Physicians' Academy for Cardiovascular Education

Subcutaneous fat cell lipolysis independent contributor to variations in plasma lipids

Subcutaneous Adipocyte Lipolysis Contributes to Circulating Lipid Levels

Literature - Rydén M and Arner P - Arterioscler Thromb Vasc Biol. 2017 Jun 29, Epub ahead of print


Circulating cholesterol and triglyceride levels are important independent risk factors for development of atherosclerotic cardiovascular disease [1,2]. As fatty acids have a role in dyslipidemia [3,4], one can think that fat cell lipolysis resulting in free fatty acids (FFAs) in the circulation, may affect the levels of cholesterol and triglycerides. For example, high FFA levels may increase the hepatic production of LDL-c, which in turn may reduce HDL-c levels by increasing transfer of triglycerides to HDL leading to hydrolysis and thereby the formation of remnant cholesterol.

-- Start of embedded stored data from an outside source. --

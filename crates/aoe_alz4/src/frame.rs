//! Encoding and decoding of in-memory ALZ4 frames

use binrw::{BinRead, BinWrite};
use std::io::{Cursor, Read, Seek, Write};
use tracing::{instrument, trace};

use crate::compression::{BlockCompressor, Lz4Block};
use crate::error::{Error, Result};
use crate::types::{Alz4Header, ALZ4_MAGIC};

/// An LZ4 block never expands a byte of input into more than 255 bytes of output
const MAX_EXPANSION: usize = 255;

/// Returns true if the buffer starts with the ALZ4 magic.
///
/// Only the first four bytes are inspected, nothing is decompressed.
pub fn is_alz4(data: &[u8]) -> bool {
    data.get(..ALZ4_MAGIC.len()) == Some(&ALZ4_MAGIC[..])
}

/// Returns true if the next four bytes of the reader are the ALZ4 magic.
///
/// A reader that ends before four bytes is not an ALZ4 stream.
pub fn is_alz4_reader<R: Read>(mut reader: R) -> bool {
    let mut magic = [0u8; 4];
    reader.read_exact(&mut magic).is_ok() && magic == ALZ4_MAGIC
}

/// Read the stored compressed payload size from the first 12 bytes of a frame.
///
/// The payload itself is never read.
pub fn peek_compressed_size<R: Read>(mut reader: R) -> Result<u32> {
    let mut prefix = [0u8; Alz4Header::PREFIX_SIZE];
    reader.read_exact(&mut prefix)?;

    let magic = [prefix[0], prefix[1], prefix[2], prefix[3]];
    if !magic.eq_ignore_ascii_case(&ALZ4_MAGIC) {
        return Err(Error::InvalidMagic(magic));
    }

    Ok(u32::from_le_bytes([prefix[8], prefix[9], prefix[10], prefix[11]]))
}

/// Wrap `data` into an ALZ4 frame using LZ4 block compression.
pub fn encode(data: &[u8]) -> Result<Vec<u8>> {
    encode_with(&Lz4Block, data)
}

/// Wrap `data` into an ALZ4 frame using the given compressor.
#[instrument(skip_all, fields(size = data.len()), err)]
pub fn encode_with<C: BlockCompressor>(compressor: &C, data: &[u8]) -> Result<Vec<u8>> {
    let uncompressed_size = u32::try_from(data.len()).map_err(|_| Error::TooLarge(data.len()))?;

    let payload = compressor.compress(data);
    let compressed_size =
        u32::try_from(payload.len()).map_err(|_| Error::TooLarge(payload.len()))?;
    trace!(uncompressed_size, compressed_size, "compressed block");

    let mut frame = Cursor::new(Vec::with_capacity(Alz4Header::SIZE + payload.len()));
    Alz4Header::new(uncompressed_size, compressed_size).write(&mut frame)?;
    frame.write_all(&payload)?;

    Ok(frame.into_inner())
}

/// Unwrap an in-memory ALZ4 frame.
pub fn decode(frame: &[u8]) -> Result<Vec<u8>> {
    decode_reader(Cursor::new(frame))
}

/// Unwrap an ALZ4 frame read from `reader`.
pub fn decode_reader<R: Read + Seek>(reader: R) -> Result<Vec<u8>> {
    decode_reader_with(&Lz4Block, reader)
}

/// Unwrap an ALZ4 frame read from `reader` using the given compressor.
///
/// Exactly `compressed_size` bytes are consumed after the header, and they must expand to exactly
/// `uncompressed_size` bytes.
#[instrument(skip_all, err)]
pub fn decode_reader_with<C: BlockCompressor, R: Read + Seek>(
    compressor: &C,
    mut reader: R,
) -> Result<Vec<u8>> {
    let header = Alz4Header::read(&mut reader)?;
    if !header.has_valid_magic() {
        return Err(Error::InvalidMagic(header.magic));
    }

    let declared = header.compressed_size as usize;
    let mut payload = Vec::new();
    reader
        .by_ref()
        .take(declared as u64)
        .read_to_end(&mut payload)?;
    if payload.len() != declared {
        return Err(Error::TruncatedPayload {
            expected: declared,
            actual: payload.len(),
        });
    }

    let expected = header.uncompressed_size as usize;
    if expected == 0 {
        return Ok(Vec::new());
    }
    if expected > payload.len().saturating_mul(MAX_EXPANSION) {
        return Err(Error::ImplausibleSize {
            compressed: payload.len(),
            uncompressed: expected,
        });
    }

    let mut output = vec![0u8; expected];
    let actual = compressor.decompress(&payload, &mut output)?;
    if actual != expected {
        return Err(Error::SizeMismatch { expected, actual });
    }

    Ok(output)
}
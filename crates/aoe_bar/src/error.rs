//! Error types that can be emitted from this library

use miette::Diagnostic;
use thiserror::Error;

/// Error type for library
#[derive(Error, Diagnostic, Debug)]
pub enum Error {
    /// Transparent wrapper for [`std::io::Error`]
    #[error(transparent)]
    IOError(#[from] std::io::Error),

    /// Transparent wrapper for [`binrw::Error`]
    #[error(transparent)]
    BinRWError(#[from] binrw::Error),

    /// Transparent wrapper for [`aoe_alz4::error::Error`]
    #[error(transparent)]
    Alz4Error(#[from] aoe_alz4::error::Error),

    /// entry of {0} bytes does not fit in a bar archive
    #[error("entry of {0} bytes does not fit in a bar archive")]
    TooLarge(u64),

    /// {path} changed while it was being added
    #[error("{path} changed while it was being added: expected {expected} bytes, copied {actual}")]
    SizeChanged {
        /// Name of the entry
        path: String,
        /// Length observed before copying
        expected: u64,
        /// Bytes actually copied
        actual: u64,
    },
}

/// Generic result type with crate's Error as its error variant
pub type Result<T> = core::result::Result<T, Error>;
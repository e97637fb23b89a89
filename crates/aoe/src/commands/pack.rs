use clap::Args;
use miette::Result;
use owo_colors::OwoColorize;
use std::path::PathBuf;
use tracing::info;

use crate::pipeline::{archive_name, pack, PackConfig, DEFAULT_EXTENSIONS};

#[derive(Args)]
pub struct PackArgs {
    /// Directory holding the XML sources
    #[arg(short, long, value_name = "DIR", default_value = "xml_data_source")]
    source: PathBuf,

    /// Directory receiving the XMB files, the archive is created next to it
    #[arg(short, long, value_name = "DIR", default_value = "Data")]
    data: PathBuf,

    /// Archive name suffix, producing Data_<SUFFIX>.bar, or Data.bar when empty
    #[arg(long, default_value = "generated")]
    suffix: String,

    /// Extensions of the source files to convert
    #[arg(short, long, value_delimiter = ',', default_values = DEFAULT_EXTENSIONS)]
    extensions: Vec<String>,
}

impl PackArgs {
    pub fn handle(&self) -> Result<()> {
        let config = PackConfig {
            source: self.source.clone(),
            data: self.data.clone(),
            archive_name: archive_name(&self.suffix),
            extensions: self.extensions.clone(),
        };

        let report = pack(&config)?;

        info!(
            "wrote {} with {} entries from {} sources",
            report.archive.display(),
            report.entries.len(),
            report.converted
        );
        println!(
            "{} Time Cost: {} ms",
            "Finished.".green(),
            report.elapsed.as_millis()
        );

        Ok(())
    }
}
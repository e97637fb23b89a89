use clap::{Args, Subcommand};
use miette::{miette, Context, IntoDiagnostic, Result};
use std::fs::File;
use std::io::BufWriter;
use std::path::PathBuf;
use tracing::info;

use crate::pipeline::build_archive;

#[derive(Subcommand)]
pub enum BarCommands {
    /// Archive a directory into a BAR file
    Create(CreateArgs),
}

impl BarCommands {
    pub fn handle(&self) -> Result<()> {
        match self {
            BarCommands::Create(create) => create.handle(),
        }
    }
}

#[derive(Args)]
pub struct CreateArgs {
    /// An input directory
    #[arg(short, long, value_name = "DIR")]
    directory: PathBuf,

    /// A target BAR file
    #[arg(short, long, value_name = "FILE")]
    file: PathBuf,

    /// Write the archive entries as JSON to this file
    #[arg(short, long, value_name = "FILE")]
    manifest: Option<PathBuf>,

    /// Allow overwriting the target
    #[arg(long, default_value_t = false)]
    overwrite: bool,
}

impl CreateArgs {
    pub fn handle(&self) -> Result<()> {
        if !self.directory.is_dir() {
            return Err(miette!("{} is not a directory", self.directory.display()));
        }
        if self.file.exists() && !self.overwrite {
            return Err(miette!("{} already exists", self.file.display()));
        }

        info!("creating {}", &self.file.display());
        let entries = build_archive(&self.directory, &self.file)?;

        if let Some(manifest) = &self.manifest {
            let out = File::create(manifest)
                .into_diagnostic()
                .context(format!("creating {}", manifest.display()))?;
            serde_json::to_writer_pretty(BufWriter::new(out), &entries)
                .into_diagnostic()
                .context(format!("writing {}", manifest.display()))?;
            info!("wrote manifest {}", manifest.display());
        }

        Ok(())
    }
}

The release and storage of adipose FFAs equals the turnover of measurable fat cell triglycerides [5,6]. It has been shown that forms of dyslipidemia were linked to altered triglyceride turnover and that this was proportional to subcutaneous adipocyte lipolysis activity [7-9]. Therefore, this suggest that fat cell lipolysis may affect circulating lipid levels. In humans, catecholamines and natriuretic peptides have prolipolytic activity, whereas insulin is the major hormone with antilipolytic activity.

A large study including >1000 individuals was conducted to investigate the relationship between different effectors of adipocyte lipolysis and circulating lipid levels.

Main results


In this study, resistance to the antilipolytic effect of insulin and a high rate of basal lipolysis are associated with low HDL-c and high triglyceride levels. This was independent of classical risk factors influencing plasma lipids. Moreover, antilipolytic insulin sensitivity and basal lipolytic activity together explained 14% of variations in plasma triglycerides or HDL-c, thereby suggesting clinical importance for dyslipidemia.